→ SUPPLIED MATERIAL:
........
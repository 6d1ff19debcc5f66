//! Structured health reporting for daemon and interface lifecycle events.

use std::sync::Arc;

use crate::bootstrap::BootstrapError;
use crate::iface::IfaceType;
use crate::orchestrator::{RecoveryError, SetupError};
use crate::subsystems::Subsystem;

use wlanmgr_config::Config;

const HEALTH_TARGET: &str = concat!(env!("CARGO_PKG_NAME"), "::health");

/// Observer trait used to surface lifecycle events to telemetry sinks.
pub trait HealthReporter: Send + Sync {
    /// Invoked before configuration loading begins.
    fn bootstrap_starting(&self);

    /// Invoked after bootstrap completes successfully.
    fn bootstrap_succeeded(&self, config: &Config);

    /// Invoked when bootstrap fails.
    fn bootstrap_failed(&self, error: &BootstrapError);

    /// Invoked before an interface setup sequence begins.
    fn interface_setup_starting(&self, kind: IfaceType);

    /// Invoked once an interface has been registered.
    fn interface_ready(&self, kind: IfaceType, name: &str);

    /// Invoked after a failed setup has been rolled back.
    fn interface_setup_failed(&self, kind: IfaceType, error: &SetupError);

    /// Invoked after an interface's destroyed path completed.
    fn interface_destroyed(&self, kind: IfaceType, name: &str);

    /// Invoked when a subsystem death is handled.
    fn subsystem_died(&self, subsystem: Subsystem);

    /// Invoked when a crashed subsystem has been restored.
    fn subsystem_recovered(&self, subsystem: Subsystem);

    /// Invoked when a crashed subsystem could not be restored.
    fn subsystem_recovery_failed(&self, error: &RecoveryError);
}

impl<T> HealthReporter for Arc<T>
where
    T: HealthReporter,
{
    fn bootstrap_starting(&self) {
        (**self).bootstrap_starting();
    }

    fn bootstrap_succeeded(&self, config: &Config) {
        (**self).bootstrap_succeeded(config);
    }

    fn bootstrap_failed(&self, error: &BootstrapError) {
        (**self).bootstrap_failed(error);
    }

    fn interface_setup_starting(&self, kind: IfaceType) {
        (**self).interface_setup_starting(kind);
    }

    fn interface_ready(&self, kind: IfaceType, name: &str) {
        (**self).interface_ready(kind, name);
    }

    fn interface_setup_failed(&self, kind: IfaceType, error: &SetupError) {
        (**self).interface_setup_failed(kind, error);
    }

    fn interface_destroyed(&self, kind: IfaceType, name: &str) {
        (**self).interface_destroyed(kind, name);
    }

    fn subsystem_died(&self, subsystem: Subsystem) {
        (**self).subsystem_died(subsystem);
    }

    fn subsystem_recovered(&self, subsystem: Subsystem) {
        (**self).subsystem_recovered(subsystem);
    }

    fn subsystem_recovery_failed(&self, error: &RecoveryError) {
        (**self).subsystem_recovery_failed(error);
    }
}

/// Default reporter that records lifecycle events using `tracing`.
#[derive(Debug, Default, Clone, Copy)]
pub struct StructuredHealthReporter;

impl StructuredHealthReporter {
    /// Builds a new reporter.
    #[must_use]
    pub fn new() -> Self {
        Self
    }
}

impl HealthReporter for StructuredHealthReporter {
    fn bootstrap_starting(&self) {
        tracing::info!(
            target: HEALTH_TARGET,
            event = "bootstrap_starting",
            "starting daemon bootstrap"
        );
    }

    fn bootstrap_succeeded(&self, config: &Config) {
        tracing::info!(
            target: HEALTH_TARGET,
            event = "bootstrap_succeeded",
            hardware_profile = %config.hardware_profile(),
            startup_mode = %config.startup_mode(),
            log_filter = %config.log_filter(),
            log_format = ?config.log_format(),
            "daemon bootstrap completed"
        );
    }

    fn bootstrap_failed(&self, error: &BootstrapError) {
        tracing::error!(
            target: HEALTH_TARGET,
            event = "bootstrap_failed",
            error = %error,
            "daemon bootstrap failed"
        );
    }

    fn interface_setup_starting(&self, kind: IfaceType) {
        tracing::info!(
            target: HEALTH_TARGET,
            event = "interface_setup_starting",
            kind = %kind,
            "setting up interface"
        );
    }

    fn interface_ready(&self, kind: IfaceType, name: &str) {
        tracing::info!(
            target: HEALTH_TARGET,
            event = "interface_ready",
            kind = %kind,
            name,
            "interface ready"
        );
    }

    fn interface_setup_failed(&self, kind: IfaceType, error: &SetupError) {
        tracing::error!(
            target: HEALTH_TARGET,
            event = "interface_setup_failed",
            kind = %kind,
            reason = ?error.failure_reason(),
            error = %error,
            "interface setup failed"
        );
    }

    fn interface_destroyed(&self, kind: IfaceType, name: &str) {
        tracing::info!(
            target: HEALTH_TARGET,
            event = "interface_destroyed",
            kind = %kind,
            name,
            "interface destroyed"
        );
    }

    fn subsystem_died(&self, subsystem: Subsystem) {
        tracing::error!(
            target: HEALTH_TARGET,
            event = "subsystem_died",
            subsystem = %subsystem,
            "subsystem died"
        );
    }

    fn subsystem_recovered(&self, subsystem: Subsystem) {
        tracing::info!(
            target: HEALTH_TARGET,
            event = "subsystem_recovered",
            subsystem = %subsystem,
            "subsystem recovered"
        );
    }

    fn subsystem_recovery_failed(&self, error: &RecoveryError) {
        tracing::error!(
            target: HEALTH_TARGET,
            event = "subsystem_recovery_failed",
            subsystem = %error.subsystem,
            stage = error.stage,
            "subsystem recovery failed"
        );
    }
}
........
→ TASK STATEMENT: Copy out all lines from the material above that contain the string "after".

→ RESPONSE TO THIS TASK:
    /// Invoked after bootstrap completes successfully.
    /// Invoked after a failed setup has been rolled back.
    /// Invoked after an interface's destroyed path completed.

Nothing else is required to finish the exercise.